-- MATERIAL SUPPLIED follows --

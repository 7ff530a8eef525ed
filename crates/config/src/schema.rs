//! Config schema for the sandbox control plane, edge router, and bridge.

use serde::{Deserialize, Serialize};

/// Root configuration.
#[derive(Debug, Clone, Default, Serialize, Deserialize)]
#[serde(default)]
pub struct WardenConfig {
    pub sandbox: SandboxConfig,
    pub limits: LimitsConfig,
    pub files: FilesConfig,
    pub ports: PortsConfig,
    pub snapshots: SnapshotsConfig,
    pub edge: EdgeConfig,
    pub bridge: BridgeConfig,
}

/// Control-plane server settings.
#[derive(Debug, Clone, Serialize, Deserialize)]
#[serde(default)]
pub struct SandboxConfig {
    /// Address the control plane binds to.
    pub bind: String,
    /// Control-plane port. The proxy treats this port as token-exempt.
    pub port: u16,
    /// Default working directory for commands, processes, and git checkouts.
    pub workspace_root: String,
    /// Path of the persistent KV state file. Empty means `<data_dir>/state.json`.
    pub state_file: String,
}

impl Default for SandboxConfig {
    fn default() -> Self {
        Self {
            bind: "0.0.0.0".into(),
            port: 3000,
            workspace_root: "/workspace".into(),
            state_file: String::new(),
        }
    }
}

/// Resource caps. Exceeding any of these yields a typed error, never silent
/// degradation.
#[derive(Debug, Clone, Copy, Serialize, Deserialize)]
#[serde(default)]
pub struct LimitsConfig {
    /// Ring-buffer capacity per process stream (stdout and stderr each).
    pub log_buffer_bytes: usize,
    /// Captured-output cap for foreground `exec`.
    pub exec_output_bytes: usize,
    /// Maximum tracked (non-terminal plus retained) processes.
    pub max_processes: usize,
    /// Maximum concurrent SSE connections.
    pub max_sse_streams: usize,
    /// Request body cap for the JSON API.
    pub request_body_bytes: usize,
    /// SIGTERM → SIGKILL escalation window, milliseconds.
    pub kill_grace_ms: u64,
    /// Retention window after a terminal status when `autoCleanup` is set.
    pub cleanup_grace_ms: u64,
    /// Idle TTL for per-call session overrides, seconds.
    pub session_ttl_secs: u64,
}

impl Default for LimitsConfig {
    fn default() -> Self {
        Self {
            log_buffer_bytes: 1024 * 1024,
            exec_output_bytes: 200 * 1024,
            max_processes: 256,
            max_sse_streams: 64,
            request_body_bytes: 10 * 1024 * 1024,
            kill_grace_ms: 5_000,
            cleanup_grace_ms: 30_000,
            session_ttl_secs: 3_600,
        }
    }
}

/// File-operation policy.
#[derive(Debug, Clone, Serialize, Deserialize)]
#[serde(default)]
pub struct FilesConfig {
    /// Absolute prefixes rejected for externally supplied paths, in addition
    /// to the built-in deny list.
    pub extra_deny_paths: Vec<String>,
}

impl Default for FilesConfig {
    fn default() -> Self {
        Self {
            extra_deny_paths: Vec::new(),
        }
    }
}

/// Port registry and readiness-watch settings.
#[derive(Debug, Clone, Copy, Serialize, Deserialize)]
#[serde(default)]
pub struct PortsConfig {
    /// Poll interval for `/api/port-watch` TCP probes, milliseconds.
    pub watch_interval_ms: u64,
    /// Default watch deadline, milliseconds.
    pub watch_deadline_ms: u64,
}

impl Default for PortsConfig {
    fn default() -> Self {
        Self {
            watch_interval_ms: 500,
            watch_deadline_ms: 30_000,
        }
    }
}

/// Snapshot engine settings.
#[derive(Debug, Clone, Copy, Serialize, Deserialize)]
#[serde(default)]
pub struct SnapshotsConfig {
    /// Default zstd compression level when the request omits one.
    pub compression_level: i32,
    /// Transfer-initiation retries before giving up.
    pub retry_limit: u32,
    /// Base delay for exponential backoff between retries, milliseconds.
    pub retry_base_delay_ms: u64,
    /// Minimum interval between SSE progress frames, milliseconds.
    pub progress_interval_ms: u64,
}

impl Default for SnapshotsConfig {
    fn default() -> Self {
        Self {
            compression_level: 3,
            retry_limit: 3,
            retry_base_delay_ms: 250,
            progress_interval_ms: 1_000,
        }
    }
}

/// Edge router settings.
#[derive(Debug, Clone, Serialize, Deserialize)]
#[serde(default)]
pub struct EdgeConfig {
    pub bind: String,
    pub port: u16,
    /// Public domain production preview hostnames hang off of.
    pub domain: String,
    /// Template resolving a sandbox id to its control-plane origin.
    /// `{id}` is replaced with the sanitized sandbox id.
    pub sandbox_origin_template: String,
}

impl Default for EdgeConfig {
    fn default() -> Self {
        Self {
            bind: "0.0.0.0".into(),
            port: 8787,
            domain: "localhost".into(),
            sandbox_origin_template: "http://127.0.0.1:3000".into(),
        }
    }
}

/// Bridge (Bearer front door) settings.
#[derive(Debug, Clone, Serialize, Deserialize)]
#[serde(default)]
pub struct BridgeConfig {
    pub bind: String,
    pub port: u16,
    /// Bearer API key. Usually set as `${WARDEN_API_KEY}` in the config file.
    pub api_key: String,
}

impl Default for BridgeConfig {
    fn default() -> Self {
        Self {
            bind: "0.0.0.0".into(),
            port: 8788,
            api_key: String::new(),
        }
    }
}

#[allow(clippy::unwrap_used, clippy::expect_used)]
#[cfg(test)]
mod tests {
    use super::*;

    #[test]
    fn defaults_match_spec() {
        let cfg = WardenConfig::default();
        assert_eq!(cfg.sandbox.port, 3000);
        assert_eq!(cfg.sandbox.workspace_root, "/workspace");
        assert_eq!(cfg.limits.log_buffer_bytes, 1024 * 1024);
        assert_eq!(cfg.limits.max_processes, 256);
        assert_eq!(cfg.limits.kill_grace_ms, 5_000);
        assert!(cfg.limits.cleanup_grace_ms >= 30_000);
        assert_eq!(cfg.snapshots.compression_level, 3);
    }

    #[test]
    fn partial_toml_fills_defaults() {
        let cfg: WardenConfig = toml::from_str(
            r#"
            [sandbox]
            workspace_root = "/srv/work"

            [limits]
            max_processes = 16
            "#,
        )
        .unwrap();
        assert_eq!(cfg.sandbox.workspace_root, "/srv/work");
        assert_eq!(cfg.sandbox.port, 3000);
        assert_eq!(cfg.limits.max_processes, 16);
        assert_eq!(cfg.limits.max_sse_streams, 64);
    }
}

-- MATERIAL SUPPLIED concluded --

## [PROBLEM]
Copy each line of the data exactly, leaving nothing out.

## [OUTPUT OF THE TASK]
repository 7ff530a8eef525ed
filename crates/config/src/schema.rs
//! Config schema for the sandbox control plane, edge router, and bridge.

use serde::{Deserialize, Serialize};

/// Root configuration.
#[derive(Debug, Clone, Default, Serialize, Deserialize)]
#[serde(default)]
pub struct WardenConfig {
    pub sandbox: SandboxConfig,
    pub limits: LimitsConfig,
    pub files: FilesConfig,
    pub ports: PortsConfig,
    pub snapshots: SnapshotsConfig,
    pub edge: EdgeConfig,
    pub bridge: BridgeConfig,
}

/// Control-plane server settings.
#[derive(Debug, Clone, Serialize, Deserialize)]
#[serde(default)]
pub struct SandboxConfig {
    /// Address the control plane binds to.
    pub bind: String,
    /// Control-plane port. The proxy treats this port as token-exempt.
    pub port: u16,
    /// Default working directory for commands, processes, and git checkouts.
    pub workspace_root: String,
    /// Path of the persistent KV state file. Empty means `<data_dir>/state.json`.
    pub state_file: String,
}

impl Default for SandboxConfig {
    fn default() -> Self {
        Self {
            bind: "0.0.0.0".into(),
            port: 3000,
            workspace_root: "/workspace".into(),
            state_file: String::new(),
        }
    }
}

/// Resource caps. Exceeding any of these yields a typed error, never silent
/// degradation.
#[derive(Debug, Clone, Copy, Serialize, Deserialize)]
#[serde(default)]
pub struct LimitsConfig {
    /// Ring-buffer capacity per process stream (stdout and stderr each).
    pub log_buffer_bytes: usize,
    /// Captured-output cap for foreground `exec`.
    pub exec_output_bytes: usize,
    /// Maximum tracked (non-terminal plus retained) processes.
    pub max_processes: usize,
    /// Maximum concurrent SSE connections.
    pub max_sse_streams: usize,
    /// Request body cap for the JSON API.
    pub request_body_bytes: usize,
    /// SIGTERM → SIGKILL escalation window, milliseconds.
    pub kill_grace_ms: u64,
    /// Retention window after a terminal status when `autoCleanup` is set.
    pub cleanup_grace_ms: u64,
    /// Idle TTL for per-call session overrides, seconds.
    pub session_ttl_secs: u64,
}

impl Default for LimitsConfig {
    fn default() -> Self {
        Self {
            log_buffer_bytes: 1024 * 1024,
            exec_output_bytes: 200 * 1024,
            max_processes: 256,
            max_sse_streams: 64,
            request_body_bytes: 10 * 1024 * 1024,
            kill_grace_ms: 5_000,
            cleanup_grace_ms: 30_000,
            session_ttl_secs: 3_600,
        }
    }
}

/// File-operation policy.
#[derive(Debug, Clone, Serialize, Deserialize)]
#[serde(default)]
pub struct FilesConfig {
    /// Absolute prefixes rejected for externally supplied paths, in addition
    /// to the built-in deny list.
    pub extra_deny_paths: Vec<String>,
}

impl Default for FilesConfig {
    fn default() -> Self {
        Self {
            extra_deny_paths: Vec::new(),
        }
    }
}

/// Port registry and readiness-watch settings.
#[derive(Debug, Clone, Copy, Serialize, Deserialize)]
#[serde(default)]
pub struct PortsConfig {
    /// Poll interval for `/api/port-watch` TCP probes, milliseconds.
    pub watch_interval_ms: u64,
    /// Default watch deadline, milliseconds.
    pub watch_deadline_ms: u64,
}

impl Default for PortsConfig {
    fn default() -> Self {
        Self {
            watch_interval_ms: 500,
            watch_deadline_ms: 30_000,
        }
    }
}

/// Snapshot engine settings.
#[derive(Debug, Clone, Copy, Serialize, Deserialize)]
#[serde(default)]
pub struct SnapshotsConfig {
    /// Default zstd compression level when the request omits one.
    pub compression_level: i32,
    /// Transfer-initiation retries before giving up.
    pub retry_limit: u32,
    /// Base delay for exponential backoff between retries, milliseconds.
    pub retry_base_delay_ms: u64,
    /// Minimum interval between SSE progress frames, milliseconds.
    pub progress_interval_ms: u64,
}

impl Default for SnapshotsConfig {
    fn default() -> Self {
        Self {
            compression_level: 3,
            retry_limit: 3,
            retry_base_delay_ms: 250,
            progress_interval_ms: 1_000,
        }
    }
}

/// Edge router settings.
#[derive(Debug, Clone, Serialize, Deserialize)]
#[serde(default)]
pub struct EdgeConfig {
    pub bind: String,
    pub port: u16,
    /// Public domain production preview hostnames hang off of.
    pub domain: String,
    /// Template resolving a sandbox id to its control-plane origin.
    /// `{id}` is replaced with the sanitized sandbox id.
    pub sandbox_origin_template: String,
}

impl Default for EdgeConfig {
    fn default() -> Self {
        Self {
            bind: "0.0.0.0".into(),
            port: 8787,
            domain: "localhost".into(),
            sandbox_origin_template: "http://127.0.0.1:3000".into(),
        }
    }
}

/// Bridge (Bearer front door) settings.
#[derive(Debug, Clone, Serialize, Deserialize)]
#[serde(default)]
pub struct BridgeConfig {
    pub bind: String,
    pub port: u16,
    /// Bearer API key. Usually set as `${WARDEN_API_KEY}` in the config file.
    pub api_key: String,
}

impl Default for BridgeConfig {
    fn default() -> Self {
        Self {
            bind: "0.0.0.0".into(),
            port: 8788,
            api_key: String::new(),
        }
    }
}

#[allow(clippy::unwrap_used, clippy::expect_used)]
#[cfg(test)]
mod tests {
    use super::*;

    #[test]
    fn defaults_match_spec() {
        let cfg = WardenConfig::default();
        assert_eq!(cfg.sandbox.port, 3000);
        assert_eq!(cfg.sandbox.workspace_root, "/workspace");
        assert_eq!(cfg.limits.log_buffer_bytes, 1024 * 1024);
        assert_eq!(cfg.limits.max_processes, 256);
        assert_eq!(cfg.limits.kill_grace_ms, 5_000);
        assert!(cfg.limits.cleanup_grace_ms >= 30_000);
        assert_eq!(cfg.snapshots.compression_level, 3);
    }

    #[test]
    fn partial_toml_fills_defaults() {
        let cfg: WardenConfig = toml::from_str(
            r#"
            [sandbox]
            workspace_root = "/srv/work"

            [limits]
            max_processes = 16
            "#,
        )
        .unwrap();
        assert_eq!(cfg.sandbox.workspace_root, "/srv/work");
        assert_eq!(cfg.sandbox.port, 3000);
        assert_eq!(cfg.limits.max_processes, 16);
        assert_eq!(cfg.limits.max_sse_streams, 64);
    }
}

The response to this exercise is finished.